Start of Dataset entries

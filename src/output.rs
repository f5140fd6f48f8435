//! Output file naming.
//!
//! `reads.fq.gz` + `R1` becomes `reads.R1.fq.gz`; `reads` with no tag becomes
//! `reads.fastq`. Extension matching is case-insensitive and the original
//! spelling is kept when re-appended.

use std::fmt;
use std::ffi::OsString;
use std::path::PathBuf;

const GZ_EXTENSION: &str = "gz";
const FASTQ_EXTENSIONS: &[&str] = &["fastq", "fq"];
const DEFAULT_EXTENSION: &str = ".fastq";

/// Which mate an output file holds.
#[derive(Debug, Clone, Copy, PartialEq, Eq)]
pub enum MateTag {
    R1,
    R2,
}

impl MateTag {
    pub fn as_str(self) -> &'static str {
        match self {
            MateTag::R1 => "R1",
            MateTag::R2 => "R2",
        }
    }
}

impl fmt::Display for MateTag {
    fn fmt(&self, f: &mut fmt::Formatter<'_>) -> fmt::Result {
        f.write_str(self.as_str())
    }
}

/// Base output name plus optional mate tag.
#[derive(Debug, Clone, PartialEq, Eq)]
pub struct OutputDescriptor {
    pub base: PathBuf,
    pub mate: Option<MateTag>,
}

impl OutputDescriptor {
    pub fn new(base: impl Into<PathBuf>, mate: Option<MateTag>) -> Self {
        Self {
            base: base.into(),
            mate,
        }
    }

    /// Concrete output path.
    ///
    /// Works on the path's `OsStr` components, so a base that is not valid
    /// UTF-8 keeps its exact bytes.
    pub fn resolve(&self) -> PathBuf {
        let mut stem = self.base.clone();
        let gz = take_extension(&mut stem, &[GZ_EXTENSION]);
        let ext = take_extension(&mut stem, FASTQ_EXTENSIONS);

        let mut name = stem.into_os_string();
        if let Some(tag) = self.mate {
            name.push(".");
            name.push(tag.as_str());
        }
        match ext {
            Some(ext) => {
                name.push(".");
                name.push(ext);
            }
            None => name.push(DEFAULT_EXTENSION),
        }
        if let Some(gz) = gz {
            name.push(".");
            name.push(gz);
        }
        PathBuf::from(name)
    }
}

/// Remove the extension of `path` if it is one of `extensions` (ASCII case
/// ignored). Returns it as spelled in the path.
fn take_extension(path: &mut PathBuf, extensions: &[&str]) -> Option<OsString> {
    let ext = path.extension()?.to_str()?;
    if !extensions.iter().any(|e| ext.eq_ignore_ascii_case(e)) {
        return None;
    }
    let ext = OsString::from(ext);
    path.set_extension("");
    Some(ext)
}
//! Resource dispatch over a route tree.
//!
//! # Responsibilities
//! - Try sibling nodes in declaration order
//! - Resolve method filtering on leaves
//! - Recurse into parents, delegate to mounted sub-sites
//!
//! # Design Decisions
//! - First syntactic match wins; a method mismatch still ends the search
//! - A parent whose children all miss falls through to its next sibling
//! - A mount commits once its prefix matches, whatever the sub-site answers
//! - Absence of a method means "do not filter"

use axum::http::Method;

use crate::routing::request::PathRequest;
use crate::routing::tree::{RouteNode, RouteTree};

/// Outcome of dispatching a segment list through a tree.
#[derive(Debug, Clone, PartialEq, Eq)]
pub enum Dispatch<R> {
    /// The path matched `route`. `method_ok` is false when the leaf exists
    /// but does not accept the request method (405 rather than 404).
    Matched { route: R, method_ok: bool },
    NotFound,
}

impl<R> Dispatch<R> {
    /// Collapse to a route, treating a method rejection as no match.
    pub fn into_route(self) -> Option<R> {
        match self {
            Dispatch::Matched { route, method_ok: true } => Some(route),
            _ => None,
        }
    }

    pub fn is_method_rejected(&self) -> bool {
        matches!(self, Dispatch::Matched { method_ok: false, .. })
    }

    pub fn is_not_found(&self) -> bool {
        matches!(self, Dispatch::NotFound)
    }

    /// Short label for logs and metrics.
    pub fn outcome(&self) -> &'static str {
        match self {
            Dispatch::Matched { method_ok: true, .. } => "matched",
            Dispatch::Matched { method_ok: false, .. } => "method_rejected",
            Dispatch::NotFound => "not_found",
        }
    }

    pub fn map<T, F>(self, f: F) -> Dispatch<T>
    where
        F: FnOnce(R) -> T,
    {
        match self {
            Dispatch::Matched { route, method_ok } => Dispatch::Matched {
                route: f(route),
                method_ok,
            },
            Dispatch::NotFound => Dispatch::NotFound,
        }
    }
}

impl<R> RouteTree<R> {
    /// Dispatch `segments` through this level of the tree.
    pub fn dispatch(&self, segments: &[String], method: Option<&Method>) -> Dispatch<R> {
        for node in self.nodes() {
            match node {
                RouteNode::Leaf(leaf) => {
                    let Some(bound) = leaf.pattern().match_exact(segments) else {
                        continue;
                    };
                    let Some(route) = leaf.construct(bound) else {
                        continue;
                    };
                    let method_ok = method.map_or(true, |m| leaf.allows(m));
                    tracing::trace!(resource = leaf.name(), method_ok, "leaf matched");
                    return Dispatch::Matched { route, method_ok };
                }
                RouteNode::Parent(parent) => {
                    let Some(m) = parent.prefix().match_prefix(segments) else {
                        continue;
                    };
                    match parent.children().dispatch(m.bound, m.rest, method) {
                        Dispatch::NotFound => {
                            tracing::trace!(resource = parent.name(), "no child matched");
                        }
                        matched => return matched,
                    }
                }
                RouteNode::Mount(mount) => {
                    let Some(m) = mount.prefix().match_prefix(segments) else {
                        continue;
                    };
                    tracing::trace!(resource = mount.name(), rest = m.rest.len(), "delegating to sub-site");
                    return mount.subsite().dispatch(m.bound, m.rest, method);
                }
            }
        }
        Dispatch::NotFound
    }

    /// Resolve a request, keeping a method rejection distinguishable.
    pub fn resolve(&self, request: &PathRequest) -> Dispatch<R> {
        self.dispatch(request.segments(), request.method())
    }

    /// Parse a request into a route value.
    ///
    /// A path that matched a leaf not accepting the method yields `None`,
    /// the same as a path that matched nothing. Use [`RouteTree::resolve`]
    /// to tell the two apart.
    pub fn parse_route(&self, request: &PathRequest) -> Option<R> {
        self.resolve(request).into_route()
    }
}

End of Dataset entries

Work request: The material must be repeated in full, with every line exact.

Task result:
filename src/output.rs
repository f5140fd6f48f8435
//! Output file naming.
//!
//! `reads.fq.gz` + `R1` becomes `reads.R1.fq.gz`; `reads` with no tag becomes
//! `reads.fastq`. Extension matching is case-insensitive and the original
//! spelling is kept when re-appended.

use std::fmt;
use std::ffi::OsString;
use std::path::PathBuf;

const GZ_EXTENSION: &str = "gz";
const FASTQ_EXTENSIONS: &[&str] = &["fastq", "fq"];
const DEFAULT_EXTENSION: &str = ".fastq";

/// Which mate an output file holds.
#[derive(Debug, Clone, Copy, PartialEq, Eq)]
pub enum MateTag {
    R1,
    R2,
}

impl MateTag {
    pub fn as_str(self) -> &'static str {
        match self {
            MateTag::R1 => "R1",
            MateTag::R2 => "R2",
        }
    }
}

impl fmt::Display for MateTag {
    fn fmt(&self, f: &mut fmt::Formatter<'_>) -> fmt::Result {
        f.write_str(self.as_str())
    }
}

/// Base output name plus optional mate tag.
#[derive(Debug, Clone, PartialEq, Eq)]
pub struct OutputDescriptor {
    pub base: PathBuf,
    pub mate: Option<MateTag>,
}

impl OutputDescriptor {
    pub fn new(base: impl Into<PathBuf>, mate: Option<MateTag>) -> Self {
        Self {
            base: base.into(),
            mate,
        }
    }

    /// Concrete output path.
    ///
    /// Works on the path's `OsStr` components, so a base that is not valid
    /// UTF-8 keeps its exact bytes.
    pub fn resolve(&self) -> PathBuf {
        let mut stem = self.base.clone();
        let gz = take_extension(&mut stem, &[GZ_EXTENSION]);
        let ext = take_extension(&mut stem, FASTQ_EXTENSIONS);

        let mut name = stem.into_os_string();
        if let Some(tag) = self.mate {
            name.push(".");
            name.push(tag.as_str());
        }
        match ext {
            Some(ext) => {
                name.push(".");
                name.push(ext);
            }
            None => name.push(DEFAULT_EXTENSION),
        }
        if let Some(gz) = gz {
            name.push(".");
            name.push(gz);
        }
        PathBuf::from(name)
    }
}

/// Remove the extension of `path` if it is one of `extensions` (ASCII case
/// ignored). Returns it as spelled in the path.
fn take_extension(path: &mut PathBuf, extensions: &[&str]) -> Option<OsString> {
    let ext = path.extension()?.to_str()?;
    if !extensions.iter().any(|e| ext.eq_ignore_ascii_case(e)) {
        return None;
    }
    let ext = OsString::from(ext);
    path.set_extension("");
    Some(ext)
}
//! Resource dispatch over a route tree.
//!
//! # Responsibilities
//! - Try sibling nodes in declaration order
//! - Resolve method filtering on leaves
//! - Recurse into parents, delegate to mounted sub-sites
//!
//! # Design Decisions
//! - First syntactic match wins; a method mismatch still ends the search
//! - A parent whose children all miss falls through to its next sibling
//! - A mount commits once its prefix matches, whatever the sub-site answers
//! - Absence of a method means "do not filter"

use axum::http::Method;

use crate::routing::request::PathRequest;
use crate::routing::tree::{RouteNode, RouteTree};

/// Outcome of dispatching a segment list through a tree.
#[derive(Debug, Clone, PartialEq, Eq)]
pub enum Dispatch<R> {
    /// The path matched `route`. `method_ok` is false when the leaf exists
    /// but does not accept the request method (405 rather than 404).
    Matched { route: R, method_ok: bool },
    NotFound,
}

impl<R> Dispatch<R> {
    /// Collapse to a route, treating a method rejection as no match.
    pub fn into_route(self) -> Option<R> {
        match self {
            Dispatch::Matched { route, method_ok: true } => Some(route),
            _ => None,
        }
    }

    pub fn is_method_rejected(&self) -> bool {
        matches!(self, Dispatch::Matched { method_ok: false, .. })
    }

    pub fn is_not_found(&self) -> bool {
        matches!(self, Dispatch::NotFound)
    }

    /// Short label for logs and metrics.
    pub fn outcome(&self) -> &'static str {
        match self {
            Dispatch::Matched { method_ok: true, .. } => "matched",
            Dispatch::Matched { method_ok: false, .. } => "method_rejected",
            Dispatch::NotFound => "not_found",
        }
    }

    pub fn map<T, F>(self, f: F) -> Dispatch<T>
    where
        F: FnOnce(R) -> T,
    {
        match self {
            Dispatch::Matched { route, method_ok } => Dispatch::Matched {
                route: f(route),
                method_ok,
            },
            Dispatch::NotFound => Dispatch::NotFound,
        }
    }
}

impl<R> RouteTree<R> {
    /// Dispatch `segments` through this level of the tree.
    pub fn dispatch(&self, segments: &[String], method: Option<&Method>) -> Dispatch<R> {
        for node in self.nodes() {
            match node {
                RouteNode::Leaf(leaf) => {
                    let Some(bound) = leaf.pattern().match_exact(segments) else {
                        continue;
                    };
                    let Some(route) = leaf.construct(bound) else {
                        continue;
                    };
                    let method_ok = method.map_or(true, |m| leaf.allows(m));
                    tracing::trace!(resource = leaf.name(), method_ok, "leaf matched");
                    return Dispatch::Matched { route, method_ok };
                }
                RouteNode::Parent(parent) => {
                    let Some(m) = parent.prefix().match_prefix(segments) else {
                        continue;
                    };
                    match parent.children().dispatch(m.bound, m.rest, method) {
                        Dispatch::NotFound => {
                            tracing::trace!(resource = parent.name(), "no child matched");
                        }
                        matched => return matched,
                    }
                }
                RouteNode::Mount(mount) => {
                    let Some(m) = mount.prefix().match_prefix(segments) else {
                        continue;
                    };
                    tracing::trace!(resource = mount.name(), rest = m.rest.len(), "delegating to sub-site");
                    return mount.subsite().dispatch(m.bound, m.rest, method);
                }
            }
        }
        Dispatch::NotFound
    }

    /// Resolve a request, keeping a method rejection distinguishable.
    pub fn resolve(&self, request: &PathRequest) -> Dispatch<R> {
        self.dispatch(request.segments(), request.method())
    }

    /// Parse a request into a route value.
    ///
    /// A path that matched a leaf not accepting the method yields `None`,
    /// the same as a path that matched nothing. Use [`RouteTree::resolve`]
    /// to tell the two apart.
    pub fn parse_route(&self, request: &PathRequest) -> Option<R> {
        self.resolve(request).into_route()
    }
}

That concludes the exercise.